The action sets up a 2d transformation matrix, initially an ident matrix, then applies each transformation from the arguments to this matrix. Finally it iterates through all glyphs and transforms drawing objects using this matrix. The origin of the transformation is the origin of the glyph cell, which is the top left corner (the top left grid crossing).
Transformation arguments:
arg | description |
---|---|
move, dx, dy | translate coordinates by dx;dy coords |
shear, sx, sy | shear coordinates by a factor of sx;sy (floating point numbers in decimal format); arc angles are not changed, only center point is moved |
scale, sx, sy | scale coordinates by a factor of sx;sy (floating point numbers in decimal format); arc radius is not scaled, only centerpoint is moved |
rotate, ang | rotate objects by ang degrees; arc angles are not changed, only center point is rotated; positive angles rotate CCW |
Example:
FontXform(move, 0, 54mil, shear, -0.15, 0, move, 0, -54mil)
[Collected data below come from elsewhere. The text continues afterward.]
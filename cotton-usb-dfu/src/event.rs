use crate::error::Error;
use crate::transport::TransportError;

/// Progress and lifecycle events emitted by a session's operations
///
/// Rendering is the host's business; the driver only reports.
#[cfg_attr(feature = "defmt", derive(defmt::Format))]
#[cfg_attr(feature = "std", derive(Debug))]
#[derive(Copy, Clone, PartialEq, Eq)]
#[non_exhaustive]
pub enum Event {
    /// The candidate-interface list has been populated.
    Init { interfaces: usize },

    /// An interface was opened and an engine chosen.
    Connect,

    /// The session lost (or released) its device.
    Disconnect(Option<TransportError>),

    /// Upload progress; `total` is the caller's bound, if any.
    Progress { done: usize, total: Option<usize> },

    WriteStart,
    WriteProgress { done: usize, total: usize },
    WriteEnd { total: usize },

    EraseStart,
    EraseProgress { done: u32, total: u32 },
    EraseEnd,

    /// Terminal failure of an in-flight operation; the operation's
    /// `Err` return carries the same error.
    Error { error: Error },
}

/// Where a session delivers its events
///
/// Implemented for any `FnMut(Event)`, so a closure appending to a
/// buffer, updating a progress bar, or feeding a channel all work.
pub trait EventSink {
    fn on_event(&mut self, event: Event);
}

impl<F: FnMut(Event)> EventSink for F {
    fn on_event(&mut self, event: Event) {
        self(event)
    }
}

/// Sink that discards everything
#[derive(Default)]
pub struct NullEventSink;

impl EventSink for NullEventSink {
    fn on_event(&mut self, _event: Event) {}
}

/// An [`EventSink`] backed by an unbounded channel
///
/// For callers who would rather consume events as a
/// [`futures::Stream`](futures::stream::Stream) than supply a callback.
pub struct ChannelSink(futures::channel::mpsc::UnboundedSender<Event>);

impl EventSink for ChannelSink {
    fn on_event(&mut self, event: Event) {
        // Receiver gone means nobody is listening; that's allowed.
        let _ = self.0.unbounded_send(event);
    }
}

/// Create a sink/stream pair for event delivery
pub fn event_channel(
) -> (ChannelSink, futures::channel::mpsc::UnboundedReceiver<Event>) {
    let (tx, rx) = futures::channel::mpsc::unbounded();
    (ChannelSink(tx), rx)
}
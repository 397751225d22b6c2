//! Spring relaxation engine.
//!
//! Every rendered frame the engine advances one fixed logical step over the
//! live device set: each pair of devices is connected by an implicit spring
//! with a common rest length, so devices closer than the rest length repel
//! and devices further apart attract. Velocities are damped each step, so
//! the set settles into a stable, non-overlapping arrangement.
//!
//! The engine is deliberately **not** wall-clock aware: one call is one
//! logical step, and the caller's invocation rate (the rendering frame
//! cadence) sets the simulation speed. The only non-determinism is the
//! jitter used to seed fresh device positions.
//!
//! Complexity is O(n²) per step in the number of live devices. Live counts
//! are physical sensor counts, so no spatial partitioning is warranted.

use posefield_types::DeviceState;
use posefield_types::math::Vec3;
use rand::rngs::StdRng;
use rand::{Rng, SeedableRng};
use tracing::debug;

// ────────────────────────────────────────────────────────────────────────────
// Parameters
// ────────────────────────────────────────────────────────────────────────────

/// Tunable constants of the relaxation simulation.
#[derive(Debug, Clone, Copy, PartialEq)]
pub struct RelaxParams {
    /// Equilibrium separation between any two devices (world units).
    pub rest_length: f32,
    /// Spring stiffness applied to the displacement from rest length.
    pub spring_constant: f32,
    /// Per-step scale applied to both position and velocity.
    pub damping: f32,
    /// Scale of the symmetric random jitter seeding fresh positions.
    /// Must be nonzero so freshly placed devices never coincide exactly.
    pub jitter_scale: f32,
}

impl Default for RelaxParams {
    fn default() -> Self {
        Self {
            rest_length: 500.0,
            spring_constant: 0.001,
            damping: 0.99,
            jitter_scale: 1e-4,
        }
    }
}

// ────────────────────────────────────────────────────────────────────────────
// RelaxationEngine
// ────────────────────────────────────────────────────────────────────────────

/// Per-frame repulsive-spring simulation over the live device set.
///
/// [`RelaxationEngine::step`] mutates `position` and `velocity` in place on
/// the records it is given; no other component touches those fields.
#[derive(Debug)]
pub struct RelaxationEngine {
    params: RelaxParams,
    rng: StdRng,
}

impl RelaxationEngine {
    /// Create an engine with an entropy-seeded jitter source.
    pub fn new(params: RelaxParams) -> Self {
        Self {
            params,
            rng: StdRng::from_entropy(),
        }
    }

    /// Create an engine with a fixed jitter seed, for deterministic tests.
    pub fn with_seed(params: RelaxParams, seed: u64) -> Self {
        Self {
            params,
            rng: StdRng::seed_from_u64(seed),
        }
    }

    pub fn params(&self) -> &RelaxParams {
        &self.params
    }

    /// Advance the simulation by one logical step.
    ///
    /// 1. Devices without a position are placed at a small jittered offset
    ///    from the origin with zero velocity (exactly once per device).
    /// 2. Spring forces are accumulated over the full ordered cross product
    ///    of the live set, skipping self-pairs; each unordered pair thus
    ///    contributes twice, with equal and opposite velocity deltas.
    /// 3. Positions integrate the pre-damping velocity, then both position
    ///    and velocity are scaled by the damping factor.
    ///
    /// A coincident pair (zero separation) has no defined spring direction;
    /// its contribution is skipped rather than emitting NaN. The jitter in
    /// step 1 makes this case unreachable in normal operation.
    pub fn step(&mut self, live: &mut [&mut DeviceState]) {
        for state in live.iter_mut() {
            if state.position.is_none() {
                state.position = Some(self.jitter());
                state.velocity = Some(Vec3::zero());
                debug!(device_id = %state.device_id, "seeded initial position");
            }
        }

        let positions: Vec<Vec3> = live
            .iter()
            .map(|state| state.position.unwrap_or_else(Vec3::zero))
            .collect();
        let mut force: Vec<Vec3> = vec![Vec3::zero(); live.len()];

        for i in 0..positions.len() {
            for j in 0..positions.len() {
                if i == j {
                    continue;
                }
                let delta = positions[j].sub(positions[i]);
                let dist = delta.norm();
                if dist == 0.0 {
                    continue;
                }
                let magnitude = (dist - self.params.rest_length) * self.params.spring_constant;
                let spring = delta.scale(magnitude / dist);
                force[i] = force[i].add(spring);
                force[j] = force[j].sub(spring);
            }
        }

        for (state, accumulated) in live.iter_mut().zip(force) {
            let velocity = state.velocity.unwrap_or_else(Vec3::zero).add(accumulated);
            let position = state.position.unwrap_or_else(Vec3::zero);
            state.position = Some(position.add(velocity).scale(self.params.damping));
            state.velocity = Some(velocity.scale(self.params.damping));
        }
    }

    fn jitter(&mut self) -> Vec3 {
        let scale = self.params.jitter_scale;
        let component = |rng: &mut StdRng| (rng.r#gen::<f32>() - 0.5) * scale;
        Vec3::new(
            component(&mut self.rng),
            component(&mut self.rng),
            component(&mut self.rng),
        )
    }
}

#[cfg(test)]
mod tests {
    use super::*;

    fn engine() -> RelaxationEngine {
        RelaxationEngine::with_seed(RelaxParams::default(), 42)
    }

    fn placed(id: &str, position: Vec3, velocity: Vec3) -> DeviceState {
        DeviceState {
            position: Some(position),
            velocity: Some(velocity),
            ..DeviceState::new(id)
        }
    }

    #[test]
    fn isolated_device_only_damps() {
        let mut state = placed("imu-1", Vec3::new(1.0, 2.0, 3.0), Vec3::new(0.1, 0.0, -0.2));
        engine().step(&mut [&mut state]);

        // position' = (position + velocity) * damping, with pre-damping velocity.
        let position = state.position.unwrap();
        assert!((position.x - 1.1 * 0.99).abs() < 1e-5);
        assert!((position.y - 2.0 * 0.99).abs() < 1e-5);
        assert!((position.z - 2.8 * 0.99).abs() < 1e-5);

        // velocity' = velocity * damping.
        let velocity = state.velocity.unwrap();
        assert!((velocity.x - 0.1 * 0.99).abs() < 1e-6);
        assert!((velocity.y).abs() < 1e-6);
        assert!((velocity.z - (-0.2 * 0.99)).abs() < 1e-6);
    }

    #[test]
    fn pairwise_forces_conserve_momentum() {
        let mut a = placed("a", Vec3::new(0.0, 0.0, 0.0), Vec3::zero());
        let mut b = placed("b", Vec3::new(100.0, 40.0, -20.0), Vec3::zero());
        engine().step(&mut [&mut a, &mut b]);

        let sum = a.velocity.unwrap().add(b.velocity.unwrap());
        assert!(sum.x.abs() < 1e-6, "x momentum: {}", sum.x);
        assert!(sum.y.abs() < 1e-6, "y momentum: {}", sum.y);
        assert!(sum.z.abs() < 1e-6, "z momentum: {}", sum.z);
    }

    #[test]
    fn close_pair_repels() {
        // 10 apart, well under the 500 rest length: they must push apart.
        let mut a = placed("a", Vec3::zero(), Vec3::zero());
        let mut b = placed("b", Vec3::new(10.0, 0.0, 0.0), Vec3::zero());
        engine().step(&mut [&mut a, &mut b]);

        assert!(a.velocity.unwrap().x < 0.0);
        assert!(b.velocity.unwrap().x > 0.0);
    }

    #[test]
    fn distant_pair_attracts() {
        // 1000 apart, beyond rest length: spring pulls them together.
        let mut a = placed("a", Vec3::zero(), Vec3::zero());
        let mut b = placed("b", Vec3::new(1000.0, 0.0, 0.0), Vec3::zero());
        engine().step(&mut [&mut a, &mut b]);

        assert!(a.velocity.unwrap().x > 0.0);
        assert!(b.velocity.unwrap().x < 0.0);
    }

    #[test]
    fn ordered_cross_product_applies_each_pair_twice() {
        // A at 0, B at 100 on x. Per ordered pair: |f| = (100-500)*0.001 = -0.4
        // toward +x for A. Both orderings touch both endpoints, so A's
        // pre-damping velocity is -0.8, then position and velocity damp.
        let mut a = placed("a", Vec3::zero(), Vec3::zero());
        let mut b = placed("b", Vec3::new(100.0, 0.0, 0.0), Vec3::zero());
        engine().step(&mut [&mut a, &mut b]);

        assert!((a.velocity.unwrap().x - (-0.8 * 0.99)).abs() < 1e-5);
        assert!((a.position.unwrap().x - (-0.8 * 0.99)).abs() < 1e-5);
        assert!((b.velocity.unwrap().x - 0.8 * 0.99).abs() < 1e-5);
    }

    #[test]
    fn lazy_init_seeds_distinct_nonzero_positions() {
        let mut a = DeviceState::new("a");
        let mut b = DeviceState::new("b");
        engine().step(&mut [&mut a, &mut b]);

        let pa = a.position.unwrap();
        let pb = b.position.unwrap();
        assert_ne!(pa, pb, "jitter must separate coincident devices");
        assert!(pa.norm() > 0.0);
        assert!(pb.norm() > 0.0);
        // Jitter is tiny: after one step the devices are still near origin.
        assert!(pa.norm() < 1.0);
    }

    #[test]
    fn lazy_init_happens_once() {
        let mut engine = engine();
        let mut state = DeviceState::new("a");
        engine.step(&mut [&mut state]);
        let seeded = state.position.unwrap();

        engine.step(&mut [&mut state]);
        // Second step integrates from the seeded position instead of
        // re-seeding: with ~zero velocity it stays within damping of it.
        let after = state.position.unwrap();
        assert!(after.sub(seeded).norm() < seeded.norm());
    }

    #[test]
    fn coincident_pair_produces_no_nan() {
        let mut a = placed("a", Vec3::new(5.0, 5.0, 5.0), Vec3::zero());
        let mut b = placed("b", Vec3::new(5.0, 5.0, 5.0), Vec3::zero());
        engine().step(&mut [&mut a, &mut b]);

        for state in [&a, &b] {
            let position = state.position.unwrap();
            let velocity = state.velocity.unwrap();
            assert!(position.x.is_finite() && position.y.is_finite() && position.z.is_finite());
            assert!(velocity.norm() < 1e-6, "skipped pair must add no force");
        }
    }

    #[test]
    fn three_devices_settle_toward_rest_length() {
        let params = RelaxParams::default();
        let mut engine = RelaxationEngine::with_seed(params, 7);
        let mut a = DeviceState::new("a");
        let mut b = DeviceState::new("b");
        let mut c = DeviceState::new("c");

        for _ in 0..2000 {
            engine.step(&mut [&mut a, &mut b, &mut c]);
        }

        // All pair distances should have relaxed to the same order of
        // magnitude as the rest length (exact equilibrium is slightly short
        // of it because every pair is doubly sprung and damped).
        let pa = a.position.unwrap();
        let pb = b.position.unwrap();
        let pc = c.position.unwrap();
        for (p, q) in [(pa, pb), (pb, pc), (pa, pc)] {
            let dist = p.sub(q).norm();
            assert!(dist > 100.0, "pair collapsed: {dist}");
            assert!(dist < 900.0, "pair diverged: {dist}");
        }
    }
}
This first moves each glyph 54 mil up, then shears them by 15% to the right then moves them back down 54 mil. The move is used to transform the base coordinate of the shear to the baseline of the font. But it really works the other way around: transformations always use the top left corner as as origin, but if glyph data is moved up, above cell top, it's the same as if we moved the transformation down by the same amount.
Note: because transfomrations are applied to a matrix first, they need to be specified in reverse order. In the above example the last move is the one that moves everything up (negative y).